Work request ▸
Repeat exactly, please, the opening lines of the data below, through and including the line where "to be revisited." sits.

(Stored data)

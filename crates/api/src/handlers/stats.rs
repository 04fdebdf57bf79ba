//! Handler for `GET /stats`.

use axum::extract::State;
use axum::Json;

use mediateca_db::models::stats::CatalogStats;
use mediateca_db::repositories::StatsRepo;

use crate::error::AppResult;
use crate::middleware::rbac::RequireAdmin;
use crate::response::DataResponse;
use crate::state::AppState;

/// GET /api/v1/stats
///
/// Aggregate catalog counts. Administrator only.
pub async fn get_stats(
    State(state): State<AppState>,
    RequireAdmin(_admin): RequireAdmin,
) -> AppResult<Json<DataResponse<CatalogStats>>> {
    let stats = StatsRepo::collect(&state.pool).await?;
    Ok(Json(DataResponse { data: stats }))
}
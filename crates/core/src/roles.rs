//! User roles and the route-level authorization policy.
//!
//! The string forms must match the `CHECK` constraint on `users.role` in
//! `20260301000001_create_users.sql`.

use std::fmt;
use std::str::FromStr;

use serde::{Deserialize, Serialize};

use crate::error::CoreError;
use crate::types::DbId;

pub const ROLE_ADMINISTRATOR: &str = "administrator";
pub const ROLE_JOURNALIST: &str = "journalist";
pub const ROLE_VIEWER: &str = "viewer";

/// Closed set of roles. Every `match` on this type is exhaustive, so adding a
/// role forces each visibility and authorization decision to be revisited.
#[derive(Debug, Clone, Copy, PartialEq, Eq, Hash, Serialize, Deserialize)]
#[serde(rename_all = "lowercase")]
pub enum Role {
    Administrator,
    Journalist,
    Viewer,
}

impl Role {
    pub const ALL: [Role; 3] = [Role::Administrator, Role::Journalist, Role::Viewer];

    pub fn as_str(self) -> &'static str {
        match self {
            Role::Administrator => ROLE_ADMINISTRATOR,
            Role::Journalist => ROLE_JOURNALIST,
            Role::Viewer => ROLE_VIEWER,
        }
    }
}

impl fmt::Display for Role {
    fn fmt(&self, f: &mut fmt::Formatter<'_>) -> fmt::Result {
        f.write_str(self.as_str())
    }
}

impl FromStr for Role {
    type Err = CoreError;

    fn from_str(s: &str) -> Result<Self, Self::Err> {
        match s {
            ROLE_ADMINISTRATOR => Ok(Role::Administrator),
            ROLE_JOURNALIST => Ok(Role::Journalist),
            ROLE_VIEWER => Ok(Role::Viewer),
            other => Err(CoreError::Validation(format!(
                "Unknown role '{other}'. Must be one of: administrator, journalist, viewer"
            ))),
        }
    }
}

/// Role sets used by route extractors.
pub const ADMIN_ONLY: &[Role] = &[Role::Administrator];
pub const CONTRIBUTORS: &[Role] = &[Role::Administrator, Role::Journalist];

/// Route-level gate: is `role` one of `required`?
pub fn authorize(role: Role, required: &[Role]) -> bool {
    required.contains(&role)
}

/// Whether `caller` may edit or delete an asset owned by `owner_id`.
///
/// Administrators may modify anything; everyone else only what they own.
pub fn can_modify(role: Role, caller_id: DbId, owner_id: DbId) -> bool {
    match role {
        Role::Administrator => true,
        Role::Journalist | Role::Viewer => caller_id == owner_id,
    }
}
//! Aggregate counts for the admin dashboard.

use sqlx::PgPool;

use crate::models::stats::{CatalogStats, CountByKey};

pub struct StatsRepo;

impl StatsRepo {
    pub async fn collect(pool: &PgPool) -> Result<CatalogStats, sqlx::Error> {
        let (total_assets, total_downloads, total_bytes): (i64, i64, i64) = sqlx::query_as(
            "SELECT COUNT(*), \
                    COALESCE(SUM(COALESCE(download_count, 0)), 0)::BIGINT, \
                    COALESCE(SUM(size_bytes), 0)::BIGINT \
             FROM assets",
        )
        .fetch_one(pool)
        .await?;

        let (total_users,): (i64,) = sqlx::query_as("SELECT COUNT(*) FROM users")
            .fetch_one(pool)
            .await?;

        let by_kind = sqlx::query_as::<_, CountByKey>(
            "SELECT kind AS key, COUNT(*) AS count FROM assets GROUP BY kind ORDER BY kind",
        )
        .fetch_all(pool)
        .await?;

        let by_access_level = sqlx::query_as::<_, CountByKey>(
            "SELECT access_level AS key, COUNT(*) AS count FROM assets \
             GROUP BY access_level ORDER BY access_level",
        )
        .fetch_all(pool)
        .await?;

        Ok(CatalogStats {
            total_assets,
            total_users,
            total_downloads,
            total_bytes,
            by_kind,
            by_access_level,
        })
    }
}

Exercise answer ▸
filename crates/api/src/handlers/stats.rs
repository 04fdebdf57bf79ba
//! Handler for `GET /stats`.

use axum::extract::State;
use axum::Json;

use mediateca_db::models::stats::CatalogStats;
use mediateca_db::repositories::StatsRepo;

use crate::error::AppResult;
use crate::middleware::rbac::RequireAdmin;
use crate::response::DataResponse;
use crate::state::AppState;

/// GET /api/v1/stats
///
/// Aggregate catalog counts. Administrator only.
pub async fn get_stats(
    State(state): State<AppState>,
    RequireAdmin(_admin): RequireAdmin,
) -> AppResult<Json<DataResponse<CatalogStats>>> {
    let stats = StatsRepo::collect(&state.pool).await?;
    Ok(Json(DataResponse { data: stats }))
}
filename crates/core/src/roles.rs
//! User roles and the route-level authorization policy.
//!
//! The string forms must match the `CHECK` constraint on `users.role` in
//! `20260301000001_create_users.sql`.

use std::fmt;
use std::str::FromStr;

use serde::{Deserialize, Serialize};

use crate::error::CoreError;
use crate::types::DbId;

pub const ROLE_ADMINISTRATOR: &str = "administrator";
pub const ROLE_JOURNALIST: &str = "journalist";
pub const ROLE_VIEWER: &str = "viewer";

/// Closed set of roles. Every `match` on this type is exhaustive, so adding a
/// role forces each visibility and authorization decision to be revisited.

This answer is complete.